Mac wrapped his arms around Archie. “I guess it’s just you and me, kid.”

Mentally, Mac Faraday would often have to pinch himself when entering the Spencer Inn. Before his inheritance from his birth mother, he would never have been able to afford to set foot in the elegant mountaintop resort.

With its five-star rating, the Spencer Inn was the place to go for romance and luxury. There were a dozen other little out of the way places around Deep Creek Lake that couples could patronize to explore the intimacy of love. For those blessed with wealth, and who desired the best in fine food, drink, and romance, then the Spencer Inn was the place to go.

Two years later, Mac was still getting used to receiving the royal treatment. Doors were opened for him. Trying to anticipate the inn owner’s every need or desire, clerks would race to get his favorite cognac or predict what type of dinner he might be in the mood for. If Mac and Archie were dining at his table in the gourmet restaurant at sunset, the host would ensure the blinds were set to perfection to block the sun from his eyes, while still allowing him a view of the mountains and the lake below.
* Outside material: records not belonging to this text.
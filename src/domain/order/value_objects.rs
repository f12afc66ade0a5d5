use serde::{Deserialize, Serialize};
use std::fmt;
use std::str::FromStr;

use super::errors::OrderError;

// ============================================================================
// Order Value Objects
// ============================================================================

/// One requested line of a new order.
#[derive(Serialize, Deserialize, Clone, Debug, PartialEq)]
pub struct OrderItem {
    pub product_id: i64,
    pub quantity: i32,
}

#[derive(Debug, Clone, Copy, PartialEq, Eq, Hash, Default, Serialize, Deserialize)]
#[serde(rename_all = "lowercase")]
pub enum OrderStatus {
    #[default]
    Pending,
    Paid,
    Shipped,
    Delivered,
    Cancelled,
}

impl OrderStatus {
    pub const ALL: [OrderStatus; 5] = [
        OrderStatus::Pending,
        OrderStatus::Paid,
        OrderStatus::Shipped,
        OrderStatus::Delivered,
        OrderStatus::Cancelled,
    ];

    pub fn as_str(&self) -> &'static str {
        match self {
            OrderStatus::Pending => "pending",
            OrderStatus::Paid => "paid",
            OrderStatus::Shipped => "shipped",
            OrderStatus::Delivered => "delivered",
            OrderStatus::Cancelled => "cancelled",
        }
    }
}

impl FromStr for OrderStatus {
    type Err = OrderError;

    fn from_str(s: &str) -> Result<Self, Self::Err> {
        OrderStatus::ALL
            .into_iter()
            .find(|status| status.as_str() == s)
            .ok_or_else(|| OrderError::InvalidStatus(s.to_string()))
    }
}

impl fmt::Display for OrderStatus {
    fn fmt(&self, f: &mut fmt::Formatter<'_>) -> fmt::Result {
        f.write_str(self.as_str())
    }
}

// ============================================================================
// Unit Tests
// ============================================================================

#[cfg(test)]
mod tests {
    use super::*;

    #[test]
    fn test_default_status_is_pending() {
        assert_eq!(OrderStatus::default(), OrderStatus::Pending);
    }

    #[test]
    fn test_every_status_parses_from_its_own_name() {
        for status in OrderStatus::ALL {
            assert_eq!(status.as_str().parse::<OrderStatus>().unwrap(), status);
        }
    }

    #[test]
    fn test_unknown_status_is_rejected() {
        for bad in ["", "Pending", "refunded", "pago"] {
            let err = bad.parse::<OrderStatus>().unwrap_err();
            assert!(matches!(err, OrderError::InvalidStatus(_)), "accepted {:?}", bad);
        }
    }

    #[test]
    fn test_status_serializes_lowercase() {
        let json = serde_json::to_string(&OrderStatus::Shipped).unwrap();
        assert_eq!(json, r#""shipped""#);
        let parsed: OrderStatus = serde_json::from_str(r#""cancelled""#).unwrap();
        assert_eq!(parsed, OrderStatus::Cancelled);
    }

    #[test]
    fn test_order_item_deserialization() {
        let item: OrderItem = serde_json::from_str(r#"{"product_id": 3, "quantity": 2}"#).unwrap();
        assert_eq!(item, OrderItem { product_id: 3, quantity: 2 });
    }
}
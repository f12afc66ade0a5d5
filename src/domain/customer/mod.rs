// ============================================================================
// Customer Domain
// ============================================================================
//
// - Value objects (Email, NationalId, PhoneNumber)
// - Commands (CreateCustomer, UpdateCustomer) with their shape rules
// - Errors (CustomerError)
// - Service (CustomerService over a CustomerStore)
//
// ============================================================================

pub mod value_objects;
pub mod commands;
pub mod errors;
pub mod service;

pub use value_objects::*;
pub use commands::*;
pub use errors::*;
pub use service::*;
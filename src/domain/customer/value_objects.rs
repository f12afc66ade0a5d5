use serde::{Deserialize, Serialize};

use crate::domain::validation::{check_length, FieldError};

// ============================================================================
// Customer Value Objects
// ============================================================================

/// Customer email address
#[derive(Debug, Clone, PartialEq, Serialize, Deserialize)]
pub struct Email(String);

impl Email {
    pub fn parse(email: impl Into<String>) -> Result<Self, FieldError> {
        let email = email.into();
        let (local, domain) = email
            .split_once('@')
            .ok_or_else(|| FieldError::new("email", "must be a valid email address"))?;

        let well_formed = !local.is_empty()
            && !domain.contains('@')
            && !email.chars().any(char::is_whitespace)
            && domain.split('.').count() >= 2
            && domain.split('.').all(|label| !label.is_empty());

        if !well_formed {
            return Err(FieldError::new("email", "must be a valid email address"));
        }
        Ok(Self(email))
    }

    pub fn into_inner(self) -> String {
        self.0
    }
}

/// National taxpayer id: exactly 11 ASCII digits.
#[derive(Debug, Clone, PartialEq, Serialize, Deserialize)]
pub struct NationalId(String);

impl NationalId {
    pub fn parse(value: impl Into<String>) -> Result<Self, FieldError> {
        let value = value.into();
        if value.len() != 11 || !value.bytes().all(|b| b.is_ascii_digit()) {
            return Err(FieldError::new("national_id", "must be exactly 11 digits"));
        }
        Ok(Self(value))
    }

    pub fn into_inner(self) -> String {
        self.0
    }
}

/// Customer phone number
#[derive(Debug, Clone, PartialEq, Serialize, Deserialize)]
pub struct PhoneNumber(String);

impl PhoneNumber {
    pub fn parse(phone: impl Into<String>) -> Result<Self, FieldError> {
        let phone = phone.into();
        check_length("phone", &phone, 10, 15)?;
        Ok(Self(phone))
    }

    pub fn into_inner(self) -> String {
        self.0
    }
}
use actix_web::{web, HttpResponse};

use super::errors::ApiError;
use super::projection::{project_all, CountResponse, ProductResponse};
use super::AppState;
use crate::domain::product::{CreateProduct, UpdateProduct};

// ============================================================================
// /api/v1/products
// ============================================================================

pub fn routes(cfg: &mut web::ServiceConfig) {
    cfg.service(
        web::scope("/products")
            .route("", web::post().to(create))
            .route("", web::get().to(list))
            // Fixed segments before /{id}
            .route("/count", web::get().to(count))
            .route("/name/{name}", web::get().to(find_by_name))
            .route("/category/{category}", web::get().to(find_by_category))
            .route("/sku/{sku}", web::get().to(find_by_sku))
            .route("/{id}", web::get().to(get))
            .route("/{id}", web::put().to(update))
            .route("/{id}", web::delete().to(delete)),
    );
}

async fn create(state: web::Data<AppState>, body: web::Json<CreateProduct>) -> Result<HttpResponse, ApiError> {
    let product = state.products.create(body.into_inner()).await?;
    Ok(HttpResponse::Created().json(ProductResponse::from(product)))
}

async fn list(state: web::Data<AppState>) -> Result<HttpResponse, ApiError> {
    let products = state.products.list().await?;
    Ok(HttpResponse::Ok().json(project_all::<_, ProductResponse>(products)))
}

async fn count(state: web::Data<AppState>) -> Result<HttpResponse, ApiError> {
    let count = state.products.count().await?;
    Ok(HttpResponse::Ok().json(CountResponse { count }))
}

async fn find_by_name(state: web::Data<AppState>, name: web::Path<String>) -> Result<HttpResponse, ApiError> {
    let products = state.products.search_by_name(&name).await?;
    Ok(HttpResponse::Ok().json(project_all::<_, ProductResponse>(products)))
}

async fn find_by_category(
    state: web::Data<AppState>,
    category: web::Path<String>,
) -> Result<HttpResponse, ApiError> {
    let products = state.products.search_by_category(&category).await?;
    Ok(HttpResponse::Ok().json(project_all::<_, ProductResponse>(products)))
}

async fn find_by_sku(state: web::Data<AppState>, sku: web::Path<String>) -> Result<HttpResponse, ApiError> {
    let product = state.products.get_by_sku(&sku).await?;
    Ok(HttpResponse::Ok().json(ProductResponse::from(product)))
}

async fn get(state: web::Data<AppState>, id: web::Path<u32>) -> Result<HttpResponse, ApiError> {
    let product = state.products.get(i64::from(*id)).await?;
    Ok(HttpResponse::Ok().json(ProductResponse::from(product)))
}

async fn update(
    state: web::Data<AppState>,
    id: web::Path<u32>,
    body: web::Json<UpdateProduct>,
) -> Result<HttpResponse, ApiError> {
    let product = state.products.update(i64::from(*id), body.into_inner()).await?;
    Ok(HttpResponse::Ok().json(ProductResponse::from(product)))
}

async fn delete(state: web::Data<AppState>, id: web::Path<u32>) -> Result<HttpResponse, ApiError> {
    state.products.delete(i64::from(*id)).await?;
    Ok(HttpResponse::NoContent().finish())
}
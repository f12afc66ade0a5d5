// ============================================================================
// Field Validation - input-shape rules shared by all aggregates
// ============================================================================

/// A request field that failed its shape rule.
#[derive(Debug, Clone, PartialEq, thiserror::Error)]
#[error("{field}: {reason}")]
pub struct FieldError {
    pub field: &'static str,
    pub reason: String,
}

impl FieldError {
    pub fn new(field: &'static str, reason: impl Into<String>) -> Self {
        Self { field, reason: reason.into() }
    }
}

/// Character count must fall within `min..=max`.
pub fn check_length(field: &'static str, value: &str, min: usize, max: usize) -> Result<(), FieldError> {
    let len = value.chars().count();
    if len < min {
        return Err(FieldError::new(field, format!("must have at least {} characters", min)));
    }
    if len > max {
        return Err(FieldError::new(field, format!("must have at most {} characters", max)));
    }
    Ok(())
}
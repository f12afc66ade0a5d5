use async_trait::async_trait;
use chrono::Utc;
use sqlx::sqlite::SqliteRow;
use sqlx::Row;

use super::{like_pattern, CustomerStore, SqliteStore, StoreError, StoreResult};
use crate::models::{Customer, NewCustomer};

const COLUMNS: &str = "id, name, email, national_id, phone, created_at, updated_at";

pub(super) fn customer_from_row(row: &SqliteRow) -> StoreResult<Customer> {
    Ok(Customer {
        id: row.try_get("id")?,
        name: row.try_get("name")?,
        email: row.try_get("email")?,
        national_id: row.try_get("national_id")?,
        phone: row.try_get("phone")?,
        created_at: row.try_get("created_at")?,
        updated_at: row.try_get("updated_at")?,
    })
}

impl SqliteStore {
    async fn fetch_customers(&self, sql: &str, bind: Option<&str>) -> StoreResult<Vec<Customer>> {
        let mut query = sqlx::query(sql);
        if let Some(value) = bind {
            query = query.bind(value);
        }
        let rows = query.fetch_all(&self.pool).await?;
        rows.iter().map(customer_from_row).collect()
    }

    async fn fetch_customer_by(&self, column: &str, value: &str) -> StoreResult<Option<Customer>> {
        let sql = format!(
            "SELECT {} FROM customers WHERE {} = ? AND deleted_at IS NULL",
            COLUMNS, column
        );
        let row = sqlx::query(&sql).bind(value).fetch_optional(&self.pool).await?;
        row.as_ref().map(customer_from_row).transpose()
    }
}

#[async_trait]
impl CustomerStore for SqliteStore {
    async fn insert_customer(&self, customer: NewCustomer) -> StoreResult<Customer> {
        self.bounded(async {
            let now = Utc::now();
            let result = sqlx::query(
                "INSERT INTO customers (name, email, national_id, phone, created_at, updated_at)
                 VALUES (?, ?, ?, ?, ?, ?)",
            )
            .bind(&customer.name)
            .bind(&customer.email)
            .bind(&customer.national_id)
            .bind(&customer.phone)
            .bind(now)
            .bind(now)
            .execute(&self.pool)
            .await?;

            let id = result.last_insert_rowid();
            tracing::debug!(customer_id = id, "Inserted customer");

            Ok::<_, StoreError>(Customer {
                id,
                name: customer.name,
                email: customer.email,
                national_id: customer.national_id,
                phone: customer.phone,
                created_at: now,
                updated_at: now,
            })
        })
        .await
    }

    async fn find_customer(&self, id: i64) -> StoreResult<Option<Customer>> {
        self.bounded(async {
            let sql = format!("SELECT {} FROM customers WHERE id = ? AND deleted_at IS NULL", COLUMNS);
            let row = sqlx::query(&sql).bind(id).fetch_optional(&self.pool).await?;
            row.as_ref().map(customer_from_row).transpose()
        })
        .await
    }

    async fn find_customer_by_email(&self, email: &str) -> StoreResult<Option<Customer>> {
        self.bounded(self.fetch_customer_by("email", email)).await
    }

    async fn find_customer_by_national_id(&self, national_id: &str) -> StoreResult<Option<Customer>> {
        self.bounded(self.fetch_customer_by("national_id", national_id)).await
    }

    async fn list_customers(&self) -> StoreResult<Vec<Customer>> {
        let sql = format!("SELECT {} FROM customers WHERE deleted_at IS NULL ORDER BY id", COLUMNS);
        self.bounded(self.fetch_customers(&sql, None)).await
    }

    async fn search_customers_by_name(&self, name: &str) -> StoreResult<Vec<Customer>> {
        let sql = format!(
            "SELECT {} FROM customers WHERE name LIKE ? ESCAPE '\\' AND deleted_at IS NULL ORDER BY id",
            COLUMNS
        );
        let pattern = like_pattern(name);
        self.bounded(self.fetch_customers(&sql, Some(&pattern))).await
    }

    async fn update_customer(&self, customer: &Customer) -> StoreResult<Customer> {
        self.bounded(async {
            let now = Utc::now();
            let result = sqlx::query(
                "UPDATE customers SET name = ?, email = ?, national_id = ?, phone = ?, updated_at = ?
                 WHERE id = ? AND deleted_at IS NULL",
            )
            .bind(&customer.name)
            .bind(&customer.email)
            .bind(&customer.national_id)
            .bind(&customer.phone)
            .bind(now)
            .bind(customer.id)
            .execute(&self.pool)
            .await?;

            if result.rows_affected() == 0 {
                return Err(StoreError::NotFound { entity: "customer", id: customer.id });
            }

            Ok(Customer { updated_at: now, ..customer.clone() })
        })
        .await
    }

    async fn delete_customer(&self, id: i64) -> StoreResult<()> {
        self.bounded(async {
            let mut tx = self.pool.begin().await?;

            let exists: Option<i64> =
                sqlx::query_scalar("SELECT id FROM customers WHERE id = ? AND deleted_at IS NULL")
                    .bind(id)
                    .fetch_optional(&mut *tx)
                    .await?;
            if exists.is_none() {
                return Err(StoreError::NotFound { entity: "customer", id });
            }

            let live_orders: i64 = sqlx::query_scalar(
                "SELECT COUNT(*) FROM orders WHERE customer_id = ? AND deleted_at IS NULL",
            )
            .bind(id)
            .fetch_one(&mut *tx)
            .await?;
            if live_orders > 0 {
                return Err(StoreError::Conflict(format!(
                    "customer {} is referenced by {} order(s)",
                    id, live_orders
                )));
            }

            sqlx::query("UPDATE customers SET deleted_at = ? WHERE id = ?")
                .bind(Utc::now())
                .bind(id)
                .execute(&mut *tx)
                .await?;

            tx.commit().await?;
            tracing::debug!(customer_id = id, "Soft-deleted customer");
            Ok(())
        })
        .await
    }

    async fn count_customers(&self) -> StoreResult<i64> {
        self.bounded(async {
            let count: i64 = sqlx::query_scalar("SELECT COUNT(*) FROM customers WHERE deleted_at IS NULL")
                .fetch_one(&self.pool)
                .await?;
            Ok::<_, StoreError>(count)
        })
        .await
    }
}

#[cfg(test)]
mod tests {
    use super::*;
    use crate::store::test_support::{memory_store, new_customer};

    #[tokio::test]
    async fn test_insert_and_find_customer() {
        let store = memory_store().await;

        let created = store.insert_customer(new_customer(1)).await.unwrap();
        let found = store.find_customer(created.id).await.unwrap().unwrap();

        assert_eq!(found.name, "Customer 1");
        assert_eq!(found.email, "customer1@example.com");
        assert_eq!(found.national_id, "00000000001");
    }

    #[tokio::test]
    async fn test_duplicate_email_is_conflict() {
        let store = memory_store().await;
        store.insert_customer(new_customer(1)).await.unwrap();

        let mut duplicate = new_customer(2);
        duplicate.email = "customer1@example.com".to_string();

        let result = store.insert_customer(duplicate).await;
        assert!(matches!(result, Err(StoreError::Conflict(_))));
    }

    #[tokio::test]
    async fn test_search_by_name_is_substring_match() {
        let store = memory_store().await;
        let mut maria = new_customer(1);
        maria.name = "Maria Silva".to_string();
        let mut joao = new_customer(2);
        joao.name = "Joao Souza".to_string();
        store.insert_customer(maria).await.unwrap();
        store.insert_customer(joao).await.unwrap();

        let found = store.search_customers_by_name("Silv").await.unwrap();
        assert_eq!(found.len(), 1);
        assert_eq!(found[0].name, "Maria Silva");
    }

    #[tokio::test]
    async fn test_soft_delete_hides_customer() {
        let store = memory_store().await;
        let created = store.insert_customer(new_customer(1)).await.unwrap();

        store.delete_customer(created.id).await.unwrap();

        assert!(store.find_customer(created.id).await.unwrap().is_none());
        assert_eq!(store.count_customers().await.unwrap(), 0);

        let row_still_there: i64 = sqlx::query_scalar("SELECT COUNT(*) FROM customers")
            .fetch_one(&store.pool)
            .await
            .unwrap();
        assert_eq!(row_still_there, 1);
    }

    #[tokio::test]
    async fn test_delete_missing_customer_is_not_found() {
        let store = memory_store().await;
        let result = store.delete_customer(42).await;
        assert!(matches!(result, Err(StoreError::NotFound { id: 42, .. })));
    }

    #[tokio::test]
    async fn test_update_missing_customer_is_not_found() {
        let store = memory_store().await;
        let mut ghost = store.insert_customer(new_customer(1)).await.unwrap();
        ghost.id = 99;

        let result = store.update_customer(&ghost).await;
        assert!(matches!(result, Err(StoreError::NotFound { id: 99, .. })));
    }
}
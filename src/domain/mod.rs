// ============================================================================
// Domain Layer - Business Logic
// ============================================================================
//
// One subdirectory per aggregate, each with its commands, errors and a
// service built over the store traits. Shape rules shared by all of them
// live in `validation`.
//
// ============================================================================

pub mod validation;
pub mod customer;
pub mod product;
pub mod order;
Mac Faraday was forty-seven years old when he had learned that the teenaged girl who had given him up for adoption had grown up to become Robin Spencer, an internationally famous murder mystery writer. She had come from a long line of blue bloods, who had founded the upscale resort town of Spencer, Maryland. For an underpaid homicide detective, the whole experience was still surreal.

Mac didn’t think he would ever get used to it.

The hosts of both the lounge and the restaurant opened their cut-glass doors when they spied Mac and Archie crossing the lobby. Unsure of where they wanted to eat, the couple paused. Glancing down at their coats and gloves and dirty boots and jeans, Archie suggested the lounge where they would not appear so out of place—even if they did own it.

The host hurried in ahead of them to signal for a server to prepare the corner booth where Mac usually sat when visiting the lounge. By the time they crossed the bar area, the bartender was getting a bottle of Archie’s favorite white wine from Mac’s private collection—2008 Domaine Leflaive Puligny-Montrachet Les Folatières. He also fetched two wine glasses.

“What happened between you and David?” Archie asked after they were settled in the booth.

“Nothing happened,” Mac insisted in a low voice.

“Liar.”

The bartender showed the gold bottle with the white label to Archie, the wine expert of the couple. He uncorked and served a single swallow for her to approve before filling their glasses. “Have you decided on what you would like for dinner this evening?”

Mac turned to Archie for her choice. Dining with Archie Monday was an adventure. As Robin Spencer’s assistant, she had traveled all over the world. Fearless when it came to exotic food, she loved to test the culinary skills of the chief chef.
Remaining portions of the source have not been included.